Category: Ethical

Potential Source of Harm: Bias / Discrimination

Updated February 11, 2024


Nature of Harm

AI bias is generally defined as a phenomenon that occurs when an algorithm produces results that are systemically prejudiced due to incorrect assumptions in the machine learning process. Such incorrect assumptions are often related to data (e.g. that the data on which an AI model is trained do not correctly reflect the population distribution) and can also be related to the structure of a model. "Bias" in the context of AI harm refers primarily to adverse effects on humans, and not to the broader technical phenomenon that any AI-based representation of a real-world distribution tends to not to exactly match that distribution (which is also referred to as "bias").

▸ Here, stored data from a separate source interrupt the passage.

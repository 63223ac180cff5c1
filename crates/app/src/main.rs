use migration::{Migrator, MigratorTrait};
use settings::Database;

mod settings;

#[tokio::main]
async fn main() -> Result<(), Box<dyn std::error::Error + Send + Sync>> {
    let settings = settings::Settings::new()?;

    tracing_subscriber::fmt()
        .with_env_filter(format!(
            "messbook={level},server={level},engine={level}",
            level = settings.app.level
        ))
        .init();

    let Some(server) = settings.server else {
        tracing::warn!("no [server] settings found, nothing to run");
        return Ok(());
    };

    tracing::info!("Found server settings...");
    let db = match connect(&server.database).await {
        Ok(db) => db,
        Err(err) => {
            tracing::error!("failed to initialize database: {err}");
            return Err(err);
        }
    };

    let engine = match engine::Engine::builder()
        .database(db.clone())
        .allocation_unit(settings.app.allocation_unit_minor)
        .build()
        .await
    {
        Ok(engine) => engine,
        Err(err) => {
            tracing::error!("failed to build engine from database: {err}");
            return Err(err.into());
        }
    };

    let bind = server.bind.unwrap_or_else(|| "127.0.0.1".to_string());
    let addr = format!("{}:{}", bind, server.port);
    let listener = match tokio::net::TcpListener::bind(&addr).await {
        Ok(listener) => listener,
        Err(err) => {
            tracing::error!("failed to bind server listener on {addr}: {err}");
            return Err(err.into());
        }
    };

    if let Err(err) = server::run_with_listener(engine, db, listener).await {
        tracing::error!("server failed: {err}");
        return Err(err.into());
    }

    Ok(())
}

async fn connect(
    config: &Database,
) -> Result<sea_orm::DatabaseConnection, Box<dyn std::error::Error + Send + Sync>> {
    let url = match config {
        Database::Memory => String::from("sqlite::memory:"),
        Database::Sqlite(path) => format!("sqlite:{}?mode=rwc", path),
    };

    let database = sea_orm::Database::connect(url).await?;
    Migrator::up(&database, None).await?;
    Ok(database)
}
use sea_orm::Database;
use sea_orm_migration::prelude::*;

#[tokio::main]
async fn main() -> Result<(), Box<dyn std::error::Error + Send + Sync>> {
    let mut args = std::env::args().skip(1);
    let cmd = args.next().unwrap_or_else(|| "up".to_string());

    let db_url = std::env::var("DATABASE_URL")
        .unwrap_or_else(|_| "sqlite:./messbook.db?mode=rwc".to_string());

    let db = Database::connect(&db_url).await?;

    match cmd.as_str() {
        "up" => migration::Migrator::up(&db, None).await?,
        "down" => migration::Migrator::down(&db, None).await?,
        "fresh" => migration::Migrator::fresh(&db).await?,
        "status" => {
            migration::Migrator::status(&db).await?;
        }
        _ => {
            eprintln!("Usage: cargo run -p migration -- [up|down|fresh|status]");
            std::process::exit(2);
        }
    }

    Ok(())
}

Bias and discrimination is one of the most studied AI harms, and the team does not yet believe we have the expertise to write effectively about this topic (we are working on building that expertise), so this page is mostly a placeholder. If you are interested in assisting us with this topic, please get in contact.


Regulatory Solutions

In July 2023, New York City began to enforce Local Law 144, which prohibits employers in the city from using an automated employment screening tools unless the tool has undergone a bias audit conducted within the previous year. We understand this to be the first law of its kind in the United States.


In the SCHUFA Holding decision in December 2023, the European Court of Justice decided that automated credit scoring decisions that are heavily relied upon by users are subject to the restrictions of Article 22 of the EU General Data Protection Regulation "automated individual decision-making".


(As noted above, we do not intend to suggest that the above references cover more than small aspects of the law on AI bias. They are included primarily because we have come across them in our research.)